> Problem to solve
List, from the lines below, each one with "came" in it.

(Collected data entries)
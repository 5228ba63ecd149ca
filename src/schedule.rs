//! Virtual-clock timers.
//!
//! The deck never sleeps. The embedding environment advances the clock and
//! the scheduler hands back whatever came due, in order.

/// Work a timer can trigger.
#[derive(Debug, Clone, Copy, PartialEq, Eq)]
pub enum Task {
    /// Hide the status message.
    ClearMessage,
    /// Compare the environment location against the last seen value.
    PollLocation,
}

#[derive(Debug, Clone)]
struct Timer {
    due: u64,
    seq: u64,
    task: Task,
    /// Re-arm interval for recurring timers.
    every: Option<u64>,
}

/// Ordered set of pending timers against a virtual clock in milliseconds.
#[derive(Debug, Clone, Default)]
pub struct Scheduler {
    now: u64,
    seq: u64,
    timers: Vec<Timer>,
}

impl Scheduler {
    pub fn new() -> Self {
        Self::default()
    }

    pub fn now(&self) -> u64 {
        self.now
    }

    /// Run `task` once, `delay` milliseconds from now.
    pub fn schedule(&mut self, delay: u64, task: Task) {
        self.push(self.now + delay, task, None);
    }

    /// Run `task` every `interval` milliseconds. A zero interval is ignored.
    pub fn schedule_every(&mut self, interval: u64, task: Task) {
        if interval == 0 {
            return;
        }
        self.push(self.now + interval, task, Some(interval));
    }

    fn push(&mut self, due: u64, task: Task, every: Option<u64>) {
        self.timers.push(Timer {
            due,
            seq: self.seq,
            task,
            every,
        });
        self.seq += 1;
    }

    /// Number of pending timers for `task`.
    pub fn pending(&self, task: Task) -> usize {
        self.timers.iter().filter(|t| t.task == task).count()
    }

    /// Advance the clock by `dt` and return every task that came due, in
    /// due order (ties in scheduling order).
    pub fn advance(&mut self, dt: u64) -> Vec<Task> {
        let target = self.now + dt;
        let mut fired = Vec::new();

        loop {
            let next = self
                .timers
                .iter()
                .enumerate()
                .filter(|(_, t)| t.due <= target)
                .min_by_key(|(_, t)| (t.due, t.seq))
                .map(|(i, _)| i);
            let Some(index) = next else {
                break;
            };
            let timer = self.timers.swap_remove(index);
            self.now = timer.due;
            fired.push(timer.task);
            if let Some(every) = timer.every {
                self.push(timer.due + every, timer.task, Some(every));
            }
        }

        self.now = target;
        fired
    }
}

#[cfg(test)]
mod tests {
    use super::*;

    #[test]
    fn test_one_shot_fires_once() {
        let mut scheduler = Scheduler::new();
        scheduler.schedule(1000, Task::ClearMessage);
        assert!(scheduler.advance(999).is_empty());
        assert_eq!(scheduler.advance(1), vec![Task::ClearMessage]);
        assert!(scheduler.advance(5000).is_empty());
    }

    #[test]
    fn test_recurring_poll() {
        let mut scheduler = Scheduler::new();
        scheduler.schedule_every(200, Task::PollLocation);
        assert_eq!(scheduler.advance(650).len(), 3);
        assert_eq!(scheduler.pending(Task::PollLocation), 1);
        assert_eq!(scheduler.advance(150), vec![Task::PollLocation]);
    }

    #[test]
    fn test_due_order() {
        let mut scheduler = Scheduler::new();
        scheduler.schedule(300, Task::ClearMessage);
        scheduler.schedule_every(200, Task::PollLocation);
        assert_eq!(
            scheduler.advance(400),
            vec![Task::PollLocation, Task::ClearMessage, Task::PollLocation]
        );
    }
}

> Completed exercise
//! the scheduler hands back whatever came due, in order.
    /// Advance the clock by `dt` and return every task that came due, in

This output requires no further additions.